In Polonia è stato riconosciuto per la prima volta un matrimonio tra persone dello stesso sesso fatto in un altro stato europeo

Il comune di Varsavia, in Polonia, ha trascritto per la prima volta un certificato di matrimonio tra persone dello stesso sesso contratto in un altro stato membro dell’Unione europea. L’ha dichiarato il sindaco della capitale Rafał Trzaskowski. I due coniugi, Jakub Cupriak-Trojan e Mateusz Trojan che si erano sposati a Berlino nel 2018, hanno confermato. Alla coppia era stata inizialmente negata la registrazione presso l’ufficio di stato civile di Varsavia poiché la Costituzione del paese definisce il matrimonio come un’unione tra un uomo e una donna.

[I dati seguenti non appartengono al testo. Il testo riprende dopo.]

use std::sync::Arc;

use tracing::warn;

use crate::errors::AppResult;
use crate::model::{Location, PlacesDocument};
use crate::store::DocumentStore;
use crate::sync::fetch_locations;

/// Legacy documents embed the full places array inline; once migrated the
/// inline array is empty and the indexed collection is authoritative.
pub fn needs_migration(document: &PlacesDocument) -> bool {
    !document.places.is_empty()
}

/// Rewrite legacy inline places into the indexed collection and return the
/// collection contents with their store-assigned ids.
///
/// Idempotent from the caller's perspective: with no inline places left this
/// inserts nothing and only re-reads the collection. On bulk-insert failure
/// the error propagates and nothing is reported as migrated, leaving the
/// caller's cleared list empty rather than guessing at partial success.
pub async fn migrate_inline_places(
    store: &Arc<dyn DocumentStore>,
    inline: Vec<Location>,
    collection: &str,
) -> AppResult<Vec<Location>> {
    if !inline.is_empty() {
        warn!(count = inline.len(), "migrating legacy inline places");
        let records = inline
            .iter()
            .map(serde_json::to_value)
            .collect::<Result<Vec<_>, _>>()?;
        store.bulk_insert(records, collection).await?;
    }
    fetch_locations(store, collection).await
}

#[cfg(test)]
mod tests {
    use std::sync::Arc;

    use crate::model::Address;
    use crate::store::{MemoryStore, StoreOp};

    use super::*;

    fn inline_places(count: usize) -> Vec<Location> {
        (0..count)
            .map(|n| {
                Location::new(
                    format!("Place {n}"),
                    Address {
                        name: format!("{n} Main St"),
                        lat: n as f64,
                        lng: -(n as f64),
                    },
                )
            })
            .collect()
    }

    #[tokio::test]
    async fn moves_inline_places_into_the_collection() {
        let memory = MemoryStore::shared();
        let store: Arc<dyn DocumentStore> = memory.clone();

        let migrated = migrate_inline_places(&store, inline_places(3), "places-list")
            .await
            .unwrap();
        assert_eq!(migrated.len(), 3);
        assert_eq!(memory.collection_len("places-list"), 3);
        assert_eq!(migrated[0].title, "Place 0");
        assert!(migrated.iter().all(|place| place.id.is_some()));
    }

    #[tokio::test]
    async fn rerun_without_inline_places_is_a_noop() {
        let memory = MemoryStore::shared();
        let store: Arc<dyn DocumentStore> = memory.clone();

        migrate_inline_places(&store, inline_places(2), "places-list")
            .await
            .unwrap();
        let rerun = migrate_inline_places(&store, Vec::new(), "places-list")
            .await
            .unwrap();
        assert_eq!(rerun.len(), 2);
        assert_eq!(memory.collection_len("places-list"), 2);
    }

    #[tokio::test]
    async fn bulk_insert_failure_propagates_without_inserting() {
        let memory = MemoryStore::shared();
        let store: Arc<dyn DocumentStore> = memory.clone();

        memory.fail_next(StoreOp::BulkInsert);
        let result = migrate_inline_places(&store, inline_places(2), "places-list").await;
        assert!(result.is_err());
        assert_eq!(memory.collection_len("places-list"), 0);
    }

    #[test]
    fn detects_legacy_shape() {
        let mut document = PlacesDocument::default();
        assert!(!needs_migration(&document));
        document.places = inline_places(1);
        assert!(needs_migration(&document));
    }
}
use std::future::Future;
use std::time::Duration;

use parking_lot::Mutex;
use tokio::runtime::Handle;
use tokio::task::JoinHandle;
use tokio::time::sleep;

/// Coalesces bursts of mutations into one deferred action. Every call to
/// `schedule` cancels the pending run and restarts the quiescence window, so
/// only the last action scheduled before the window elapses ever runs.
pub struct Debouncer {
    delay: Duration,
    runtime: Handle,
    pending: Mutex<Option<JoinHandle<()>>>,
}

impl Debouncer {
    /// Captures the current tokio runtime handle, so `schedule` stays usable
    /// from synchronous call sites on any thread.
    ///
    /// # Panics
    ///
    /// Panics when called outside a tokio runtime; use [`Debouncer::with_runtime`]
    /// to construct one elsewhere.
    pub fn new(delay: Duration) -> Self {
        Self::with_runtime(delay, Handle::current())
    }

    pub fn with_runtime(delay: Duration, runtime: Handle) -> Self {
        Self {
            delay,
            runtime,
            pending: Mutex::new(None),
        }
    }

    /// The action must read state when it fires, not when it is scheduled,
    /// so the deferred write always carries the latest in-memory state.
    pub fn schedule<F, Fut>(&self, action: F)
    where
        F: FnOnce() -> Fut + Send + 'static,
        Fut: Future<Output = ()> + Send,
    {
        let delay = self.delay;
        let mut pending = self.pending.lock();
        if let Some(handle) = pending.take() {
            handle.abort();
        }
        *pending = Some(self.runtime.spawn(async move {
            sleep(delay).await;
            action().await;
        }));
    }

    pub fn is_pending(&self) -> bool {
        self.pending
            .lock()
            .as_ref()
            .map(|handle| !handle.is_finished())
            .unwrap_or(false)
    }
}

impl Drop for Debouncer {
    fn drop(&mut self) {
        if let Some(handle) = self.pending.lock().take() {
            handle.abort();
        }
    }
}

A marzo la Corte suprema polacca aveva però stabilito che i matrimoni tra persone dello stesso sesso contratti in altri stati membri dell’Unione dovevano essere riconosciuti, anche se la legge polacca al momento non li consente. La Corte si basava su una sentenza emessa nel novembre 2025 dalla Corte di giustizia dell’Unione europea secondo cui i matrimoni tra cittadini o cittadine dell’Unione dello stesso sesso celebrati in un paese membro devono essere riconosciuti anche da tutti gli altri.

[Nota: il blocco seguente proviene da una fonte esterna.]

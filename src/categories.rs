use std::sync::Arc;

use parking_lot::Mutex;
use uuid::Uuid;

use crate::config::AppConfig;
use crate::debounce::Debouncer;
use crate::errors::{AppError, AppResult};
use crate::model::{Category, PlacesDocument};
use crate::store::DocumentStore;
use crate::sync::schedule_metadata_save;

/// Manages the ordered category set on the shared document. Categories live
/// only in the main document, so every mutation rides the debounced save.
pub struct CategoryManager {
    store: Arc<dyn DocumentStore>,
    state: Arc<Mutex<PlacesDocument>>,
    saver: Arc<Debouncer>,
    config: AppConfig,
}

impl CategoryManager {
    pub fn new(
        store: Arc<dyn DocumentStore>,
        state: Arc<Mutex<PlacesDocument>>,
        saver: Arc<Debouncer>,
        config: AppConfig,
    ) -> Self {
        Self {
            store,
            state,
            saver,
            config,
        }
    }

    /// Append a category with a freshly generated id. A name that is empty
    /// after trimming is silently ignored; it is a validation skip, not an
    /// error. Returns the new category when one was added.
    pub fn add(&self, name: &str) -> Option<Category> {
        let trimmed = name.trim();
        if trimmed.is_empty() {
            return None;
        }

        let category = Category {
            id: Uuid::new_v4().to_string(),
            name: trimmed.to_string(),
        };
        self.state.lock().categories.push(category.clone());
        self.schedule_save();
        Some(category)
    }

    /// Rename in place. The same trim-and-reject-empty rule as `add` applies;
    /// an empty rename is a no-op rather than a way to blank a category.
    pub fn rename(&self, index: usize, new_name: &str) -> AppResult<()> {
        let trimmed = new_name.trim();
        if trimmed.is_empty() {
            return Ok(());
        }

        {
            let mut state = self.state.lock();
            let category = state
                .categories
                .get_mut(index)
                .ok_or_else(|| AppError::Config(format!("category index {index} out of range")))?;
            category.name = trimmed.to_string();
        }
        self.schedule_save();
        Ok(())
    }

    pub fn delete(&self, index: usize) -> AppResult<Category> {
        let removed = {
            let mut state = self.state.lock();
            if index >= state.categories.len() {
                return Err(AppError::Config(format!(
                    "category index {index} out of range"
                )));
            }
            state.categories.remove(index)
        };
        self.schedule_save();
        Ok(removed)
    }

    pub fn categories(&self) -> Vec<Category> {
        self.state.lock().categories.clone()
    }

    fn schedule_save(&self) {
        schedule_metadata_save(
            &self.saver,
            &self.store,
            &self.state,
            &self.config.document_key,
        );
    }
}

Il primo ministro Donald Tusk, a capo di una coalizione centrista al cui interno non c’è unanimità sul riconoscimento dei diritti delle persone LGBT+, aveva annunciato due giorni fa che la procedura amministrativa per la prima trascrizione si stava per concludere, aggiungendo un appello ai funzionari polacchi affinché, a prescindere dalle loro opinioni personali, rispettassero «la dignità di ogni individuo» e si ricordassero innanzitutto «che queste persone vivono intorno a noi, tra noi, vicino a noi, e meritano lo stesso rispetto, la stessa dignità e lo stesso amore di qualsiasi altra persona».